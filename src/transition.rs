/*
 *  transition.rs
 *
 *  ledmap - aviation weather on an LED matrix
 *  (c) 2020-26 Stuart Hunter
 *
 *  Between region presentation: clock card, wipe and title card
 *
 *  This program is free software: you can redistribute it and/or modify
 *  it under the terms of the GNU General Public License as published by
 *  the Free Software Foundation, either version 3 of the License, or
 *  (at your option) any later version.
 *
 *  This program is distributed in the hope that it will be useful,
 *  but WITHOUT ANY WARRANTY; without even the implied warranty of
 *  MERCHANTABILITY or FITNESS FOR A PARTICULAR PURPOSE.  See the
 *  GNU General Public License for more details.
 *
 *  See <http://www.gnu.org/licenses/> to get a copy of the GNU General
 *  Public License.
 *
 */

use std::time::Duration;

use embedded_graphics::mono_font::ascii::{FONT_10X20, FONT_4X6, FONT_5X8, FONT_6X10};
use embedded_graphics::mono_font::{MonoFont, MonoTextStyle};
use embedded_graphics::pixelcolor::Rgb888;
use embedded_graphics::prelude::*;
use embedded_graphics::primitives::{PrimitiveStyle, Rectangle};
use embedded_graphics::text::{Alignment, Baseline, Text, TextStyleBuilder};
use log::debug;
use rand::Rng;

use crate::config::TransitionSettings;
use crate::constants::{BLACK, BLUE, CLOCK_COLOR, TITLE_COLOR};
use crate::display::compositor::FrameCompositor;
use crate::display::framebuffer::DisplayFrame;
use crate::display::traits::PanelDriver;
use crate::error::MapError;
use crate::pacer::Sleeper;

/// Shown before each region activation, while the new data loads
#[allow(async_fn_in_trait)]
pub trait Transition {
    async fn run<P: PanelDriver, S: Sleeper>(
        &mut self,
        comp: &mut FrameCompositor<P>,
        title: &str,
        sleeper: &S,
    ) -> Result<(), MapError>;
}

#[derive(Debug, Clone, Copy, Default)]
pub struct NoTransition;

impl Transition for NoTransition {
    async fn run<P: PanelDriver, S: Sleeper>(
        &mut self,
        _comp: &mut FrameCompositor<P>,
        _title: &str,
        _sleeper: &S,
    ) -> Result<(), MapError> {
        Ok(())
    }
}

#[derive(Debug, Clone, Copy, PartialEq, Eq)]
pub enum Wipe {
    /// Blue column, left to right and back
    Columns,
    /// Blue row, top to bottom and back
    Rows,
}

/// Clock card, wipe, then the region name
#[derive(Debug, Clone)]
pub struct TitleTransition {
    settings: TransitionSettings,
    /// None picks a wipe at random each time
    wipe: Option<Wipe>,
}

impl TitleTransition {
    pub fn new(settings: &TransitionSettings) -> Self {
        Self { settings: settings.clone(), wipe: None }
    }

    pub fn with_wipe(mut self, wipe: Wipe) -> Self {
        self.wipe = Some(wipe);
        self
    }

    fn pick_wipe(&self) -> Wipe {
        self.wipe.unwrap_or_else(|| {
            if rand::rng().random_bool(0.5) { Wipe::Columns } else { Wipe::Rows }
        })
    }

    async fn sweep<P: PanelDriver, S: Sleeper>(
        &self,
        comp: &mut FrameCompositor<P>,
        wipe: Wipe,
        sleeper: &S,
    ) -> Result<(), MapError> {
        let step = Duration::from_millis(self.settings.wipe_step_ms);
        let (w, h) = (comp.width() as i32, comp.height() as i32);
        let span = if wipe == Wipe::Columns { w } else { h };

        // out and back; the bar leaves a black trail
        let forward = (0..span).map(|i| (i, i - 1));
        let back = (-1..=span).rev().map(|i| (i, i + 1));
        for (bar, trail) in forward.chain(back) {
            match wipe {
                Wipe::Columns => {
                    comp.draw_line_visible(bar, 0, bar, h - 1, BLUE);
                    comp.draw_line_visible(trail, 0, trail, h - 1, BLACK);
                }
                Wipe::Rows => {
                    comp.draw_line_visible(0, bar, w - 1, bar, BLUE);
                    comp.draw_line_visible(0, trail, w - 1, trail, BLACK);
                }
            }
            comp.present()?;
            sleeper.sleep(step).await;
        }
        Ok(())
    }
}

impl Transition for TitleTransition {
    async fn run<P: PanelDriver, S: Sleeper>(
        &mut self,
        comp: &mut FrameCompositor<P>,
        title: &str,
        sleeper: &S,
    ) -> Result<(), MapError> {
        comp.apply_schedule(sleeper.local_time())?;

        if self.settings.clock {
            let now = sleeper.local_time().format("%H:%M").to_string();
            comp.fill(BLACK);
            draw_card(comp.offscreen_mut(), &[now.as_str()], CLOCK_COLOR);
            comp.swap()?;
            sleeper.sleep(Duration::from_secs(self.settings.clock_secs)).await;
        }

        if self.settings.wipe {
            let wipe = self.pick_wipe();
            debug!("Wipe {:?}", wipe);
            self.sweep(comp, wipe, sleeper).await?;
        }

        if self.settings.title {
            let lines = title_lines(title, comp.width());
            let lines: Vec<&str> = lines.iter().map(String::as_str).collect();
            comp.fill(BLACK);
            draw_card(comp.offscreen_mut(), &lines, TITLE_COLOR);
            comp.swap()?;
            sleeper.sleep(Duration::from_secs(self.settings.title_secs)).await;
        }
        Ok(())
    }
}

/// Largest font whose widest line fits the panel
fn fit_font(lines: &[&str], width: u32, height: u32) -> &'static MonoFont<'static> {
    let widest = lines.iter().map(|l| l.chars().count() as u32).max().unwrap_or(0);
    let rows = lines.len().max(1) as u32;
    [&FONT_10X20, &FONT_6X10, &FONT_5X8]
        .into_iter()
        .find(|f| widest * f.character_size.width <= width.saturating_sub(2)
            && rows * f.character_size.height <= height.saturating_sub(2))
        .unwrap_or(&FONT_4X6)
}

/// One line if the title fits in the medium font, else split in two at a
/// word boundary.
pub fn title_lines(title: &str, width: u32) -> Vec<String> {
    let words: Vec<&str> = title.split_whitespace().collect();
    let one_line = words.join(" ");
    if words.len() < 2 || one_line.chars().count() as u32 * FONT_6X10.character_size.width <= width {
        return vec![one_line];
    }
    let half = words.len().div_ceil(2);
    vec![words[..half].join(" "), words[half..].join(" ")]
}

/// Bordered card with centered lines of text
fn draw_card(frame: &mut DisplayFrame, lines: &[&str], color: Rgb888) {
    let (w, h) = frame.dimensions();
    let font = fit_font(lines, w, h);
    let char_style = MonoTextStyle::new(font, color);
    let text_style = TextStyleBuilder::new()
        .alignment(Alignment::Center)
        .baseline(Baseline::Middle)
        .build();

    let _ = Rectangle::new(Point::zero(), Size::new(w, h))
        .into_styled(PrimitiveStyle::with_stroke(BLUE, 1))
        .draw(frame);

    let line_h = font.character_size.height as i32;
    let top = h as i32 / 2 - line_h * (lines.len() as i32 - 1) / 2;
    for (i, line) in lines.iter().enumerate() {
        let at = Point::new(w as i32 / 2, top + i as i32 * line_h);
        let _ = Text::with_text_style(line, at, char_style, text_style).draw(frame);
    }
}

#[cfg(test)]
mod tests {
    use super::*;
    use crate::display::compositor::BrightnessSchedule;
    use crate::display::drivers::memory::MemoryPanel;
    use crate::pacer::RecordingSleeper;
    use chrono::NaiveTime;

    fn comp(w: u32, h: u32) -> FrameCompositor<MemoryPanel> {
        let t = NaiveTime::from_hms_opt(21, 30, 0).unwrap();
        let schedule = BrightnessSchedule { default_percent: 40, dim_start: t, dim_end: NaiveTime::from_hms_opt(6, 30, 0).unwrap(), divisor: 4 };
        FrameCompositor::new(MemoryPanel::new(w, h).recording(), schedule).unwrap()
    }

    #[test]
    fn test_title_lines() {
        assert_eq!(title_lines("COLORADO", 64), vec!["COLORADO"]);
        assert_eq!(title_lines("NORTH CAROLINA", 64), vec!["NORTH", "CAROLINA"]);
        assert_eq!(title_lines("Northern Arizona Custom Map", 64), vec!["Northern Arizona", "Custom Map"]);
        assert_eq!(title_lines("NEW YORK", 128), vec!["NEW YORK"]);
    }

    #[test]
    fn test_fit_font_shrinks() {
        assert_eq!(fit_font(&["12:34"], 64, 32).character_size, FONT_10X20.character_size);
        assert_eq!(fit_font(&["MASSACHUSETTS"], 64, 32).character_size, FONT_4X6.character_size);
        assert_eq!(fit_font(&["NORTH", "CAROLINA"], 64, 32).character_size, FONT_6X10.character_size);
    }

    #[tokio::test]
    async fn test_full_transition_sequence() {
        let mut c = comp(16, 8);
        let sleeper = RecordingSleeper::new(NaiveTime::from_hms_opt(12, 5, 0).unwrap());
        let mut t = TitleTransition::new(&TransitionSettings::default()).with_wipe(Wipe::Columns);

        t.run(&mut c, "COLORADO", &sleeper).await.unwrap();

        let sleeps = sleeper.sleeps();
        assert_eq!(sleeps.first(), Some(&Duration::from_secs(5)));
        assert_eq!(sleeps.last(), Some(&Duration::from_secs(3)));
        // 16 columns out, 18 back
        assert_eq!(sleeps.len(), 1 + 34 + 1);
        assert!(c.visible().lit_count() > 0);
        assert_eq!(c.brightness(), Some(40));
    }

    #[tokio::test]
    async fn test_wipe_leaves_panel_dark() {
        let mut c = comp(8, 8);
        let settings = TransitionSettings { clock: false, title: false, ..Default::default() };
        let mut t = TitleTransition::new(&settings).with_wipe(Wipe::Rows);
        t.run(&mut c, "X", &RecordingSleeper::default()).await.unwrap();
        assert_eq!(c.visible().lit_count(), 0);
    }

    #[tokio::test]
    async fn test_no_transition() {
        let mut c = comp(8, 8);
        let sleeper = RecordingSleeper::default();
        NoTransition.run(&mut c, "X", &sleeper).await.unwrap();
        assert!(sleeper.sleeps().is_empty());
    }
}
/*
 *  display/drivers/memory.rs
 *
 *  ledmap - aviation weather on an LED matrix
 *  (c) 2020-26 Stuart Hunter
 *
 *  In-memory panel for headless runs and testing without hardware
 *
 *  This program is free software: you can redistribute it and/or modify
 *  it under the terms of the GNU General Public License as published by
 *  the Free Software Foundation, either version 3 of the License, or
 *  (at your option) any later version.
 *
 *  This program is distributed in the hope that it will be useful,
 *  but WITHOUT ANY WARRANTY; without even the implied warranty of
 *  MERCHANTABILITY or FITNESS FOR A PARTICULAR PURPOSE.  See the
 *  GNU General Public License for more details.
 *
 *  See <http://www.gnu.org/licenses/> to get a copy of the GNU General
 *  Public License.
 *
 */

use std::fs::File;
use std::io::{BufWriter, Write};
use std::path::{Path, PathBuf};
use std::sync::{Arc, Mutex, MutexGuard};

use log::debug;

use crate::display::error::DisplayError;
use crate::display::framebuffer::DisplayFrame;
use crate::display::traits::{PanelCapabilities, PanelDriver};

/// In-memory panel
///
/// This panel simulates an LED matrix without requiring hardware. It's used for:
/// - Unit and integration tests
/// - Headless runs (optionally writing every shown frame as a PPM image)
///
/// Every operation is recorded in a shared state so tests can inspect what
/// the compositor pushed while the panel itself is owned elsewhere.
#[derive(Debug, Clone)]
pub struct MemoryPanel {
    /// Panel capabilities
    capabilities: PanelCapabilities,

    /// Write each shown frame here as PPM
    snapshot: Option<PathBuf>,

    /// Shared state for inspection
    state: Arc<Mutex<MemoryPanelState>>,
}

/// Recorded panel activity (shared for inspection in tests)
#[derive(Debug, Default)]
pub struct MemoryPanelState {
    /// Number of times init() was called
    pub init_count: usize,

    /// Number of frames latched via show()
    pub show_count: usize,

    /// Number of times clear() was called
    pub clear_count: usize,

    /// Every brightness value set, in order
    pub brightness_history: Vec<u8>,

    /// Last frame latched onto the panel
    pub last_frame: Option<DisplayFrame>,

    /// Keep every shown frame (off by default, frames are large)
    pub record_frames: bool,
    pub frames: Vec<DisplayFrame>,

    /// Simulate failures (for error testing)
    pub simulate_show_failure: bool,
    pub simulate_init_failure: bool,
}

impl MemoryPanelState {
    pub fn last_brightness(&self) -> Option<u8> {
        self.brightness_history.last().copied()
    }
}

impl MemoryPanel {
    /// Create a memory panel of the given size
    pub fn new(width: u32, height: u32) -> Self {
        Self {
            capabilities: PanelCapabilities {
                width,
                height,
                supports_brightness: true,
            },
            snapshot: None,
            state: Arc::new(Mutex::new(MemoryPanelState::default())),
        }
    }

    /// Write every shown frame to `path` as a PPM image
    pub fn with_snapshot<P: Into<PathBuf>>(mut self, path: P) -> Self {
        self.snapshot = Some(path.into());
        self
    }

    /// Record every shown frame, not just the last one
    pub fn recording(self) -> Self {
        self.lock().record_frames = true;
        self
    }

    /// Get reference to state for inspection
    pub fn state(&self) -> Arc<Mutex<MemoryPanelState>> {
        Arc::clone(&self.state)
    }

    fn lock(&self) -> MutexGuard<'_, MemoryPanelState> {
        // a panicked test thread must not wedge the others
        self.state.lock().unwrap_or_else(|poisoned| poisoned.into_inner())
    }

    /// Save a frame as a binary PPM (P6) image
    pub fn save_to_ppm(frame: &DisplayFrame, path: &Path) -> std::io::Result<()> {
        let (w, h) = frame.dimensions();
        let mut file = BufWriter::new(File::create(path)?);

        // PPM header
        write!(file, "P6\n{} {}\n255\n", w, h)?;
        file.write_all(&frame.to_rgb_bytes())?;
        file.flush()
    }
}

impl PanelDriver for MemoryPanel {
    fn capabilities(&self) -> &PanelCapabilities {
        &self.capabilities
    }

    fn init(&mut self) -> Result<(), DisplayError> {
        let mut state = self.lock();

        if state.simulate_init_failure {
            return Err(DisplayError::InitializationFailed("Simulated init failure".to_string()));
        }

        state.init_count += 1;
        Ok(())
    }

    fn set_brightness(&mut self, percent: u8) -> Result<(), DisplayError> {
        if percent > 100 {
            return Err(DisplayError::InvalidBrightness(percent));
        }
        self.lock().brightness_history.push(percent);
        Ok(())
    }

    fn show(&mut self, frame: &DisplayFrame) -> Result<(), DisplayError> {
        let expected = self.dimensions();
        if frame.dimensions() != expected {
            return Err(DisplayError::FrameSizeMismatch {
                expected,
                actual: frame.dimensions(),
            });
        }

        {
            let mut state = self.lock();
            if state.simulate_show_failure {
                return Err(DisplayError::Communication("Simulated show failure".to_string()));
            }
            state.show_count += 1;
            if state.record_frames {
                state.frames.push(frame.clone());
            }
            state.last_frame = Some(frame.clone());
        } // release before file I/O

        if let Some(path) = self.snapshot.as_ref() {
            debug!("Writing panel snapshot to {}", path.display());
            Self::save_to_ppm(frame, path)?;
        }
        Ok(())
    }

    fn clear(&mut self) -> Result<(), DisplayError> {
        let (w, h) = self.dimensions();
        let mut state = self.lock();
        state.clear_count += 1;
        state.last_frame = Some(DisplayFrame::new(w, h));
        Ok(())
    }
}

#[cfg(test)]
mod tests {
    use super::*;
    use embedded_graphics::pixelcolor::{Rgb888, RgbColor};

    #[test]
    fn test_memory_panel_init() {
        let mut panel = MemoryPanel::new(64, 32);
        let state = panel.state();
        assert_eq!(state.lock().unwrap().init_count, 0);

        panel.init().unwrap();
        assert_eq!(state.lock().unwrap().init_count, 1);
        assert_eq!(panel.dimensions(), (64, 32));
    }

    #[test]
    fn test_memory_panel_show_records_frames() {
        let mut panel = MemoryPanel::new(4, 4).recording();
        let mut frame = DisplayFrame::new(4, 4);
        frame.set_pixel(0, 0, Rgb888::GREEN);

        panel.show(&frame).unwrap();
        panel.show(&DisplayFrame::new(4, 4)).unwrap();

        let state = panel.state();
        let state = state.lock().unwrap();
        assert_eq!(state.show_count, 2);
        assert_eq!(state.frames.len(), 2);
        assert_eq!(state.frames[0].lit_count(), 1);
        assert_eq!(state.last_frame.as_ref().map(|f| f.lit_count()), Some(0));
    }

    #[test]
    fn test_memory_panel_rejects_wrong_size() {
        let mut panel = MemoryPanel::new(64, 32);
        let err = panel.show(&DisplayFrame::new(32, 32)).unwrap_err();
        assert!(matches!(err, DisplayError::FrameSizeMismatch { .. }));
    }

    #[test]
    fn test_memory_panel_brightness() {
        let mut panel = MemoryPanel::new(8, 8);
        panel.set_brightness(50).unwrap();
        panel.set_brightness(12).unwrap();
        assert!(panel.set_brightness(101).is_err());

        let state = panel.state();
        assert_eq!(state.lock().unwrap().brightness_history, vec![50, 12]);
        assert_eq!(state.lock().unwrap().last_brightness(), Some(12));
    }

    #[test]
    fn test_memory_panel_simulated_failure() {
        let mut panel = MemoryPanel::new(2, 2);
        panel.state().lock().unwrap().simulate_show_failure = true;
        assert!(panel.show(&DisplayFrame::new(2, 2)).is_err());

        panel.state().lock().unwrap().simulate_show_failure = false;
        assert!(panel.show(&DisplayFrame::new(2, 2)).is_ok());
    }

    #[test]
    fn test_snapshot_ppm() {
        let dir = tempfile::tempdir().unwrap();
        let path = dir.path().join("frame.ppm");
        let mut panel = MemoryPanel::new(2, 1).with_snapshot(&path);
        let mut frame = DisplayFrame::new(2, 1);
        frame.set_pixel(1, 0, Rgb888::new(10, 20, 30));

        panel.show(&frame).unwrap();

        let bytes = std::fs::read(&path).unwrap();
        let header = b"P6\n2 1\n255\n";
        assert_eq!(&bytes[..header.len()], header);
        assert_eq!(&bytes[header.len()..], &[0, 0, 0, 10, 20, 30]);
    }
}
/// Put any invariants here (required fields, ranges, etc.)
pub fn validate(cfg: &Settings) -> Result<(), ConfigError> {
    if cfg.regions.is_empty() {
        return Err(ConfigError::Validation("at least one region is required".into()));
    }
    match cfg.panel.dimensions() {
        None => {
            return Err(ConfigError::Validation(format!(
                "panel {}x{} chained {}x{} is too large",
                cfg.panel.cols, cfg.panel.rows, cfg.panel.chain_length, cfg.panel.parallel)));
        }
        Some((w, h)) if w == 0 || h == 0 => {
            return Err(ConfigError::Validation("panel rows/cols/chain_length/parallel must be > 0".into()));
        }
        Some(_) => {}
    }
    if cfg.outline.step == 0 {
        return Err(ConfigError::Validation("outline step must be >= 1".into()));
    }
    if cfg.feed.chunk_size == 0 || cfg.feed.chunk_size > MAX_STATIONS_PER_REQUEST {
        return Err(ConfigError::Validation(format!(
            "feed chunk_size must be 1..={}", MAX_STATIONS_PER_REQUEST)));
    }
    if cfg.feed.max_age_hours.is_nan() || cfg.feed.max_age_hours <= 0.0 {
        return Err(ConfigError::Validation("feed max_age_hours must be > 0".into()));
    }
    if cfg.feed.max_attempts == Some(0) {
        return Err(ConfigError::Validation("feed max_attempts must be >= 1 when set".into()));
    }
    if cfg.animation.refresh_secs == 0 {
        return Err(ConfigError::Validation("refresh_secs must be > 0".into()));
    }
    if cfg.animation.flash_count % 2 == 0 {
        return Err(ConfigError::Validation("flash_count must be odd".into()));
    }
    let b = &cfg.brightness;
    for (name, v) in [("default", b.default_percent), ("lightning", b.lightning_percent), ("hiwind", b.hiwind_percent)] {
        if v > 100 {
            return Err(ConfigError::Validation(format!("{} brightness must be 0..=100", name)));
        }
    }
    if b.dim_divisor == 0 {
        return Err(ConfigError::Validation("dim_divisor must be >= 1".into()));
    }
    b.dim_window()?;
    Ok(())
}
____
#### ASSIGNMENT:
Using the listing above, show each line with the word "inspection" in it.

#### FINAL ANSWER:
    /// Shared state for inspection
/// Recorded panel activity (shared for inspection in tests)
    /// Get reference to state for inspection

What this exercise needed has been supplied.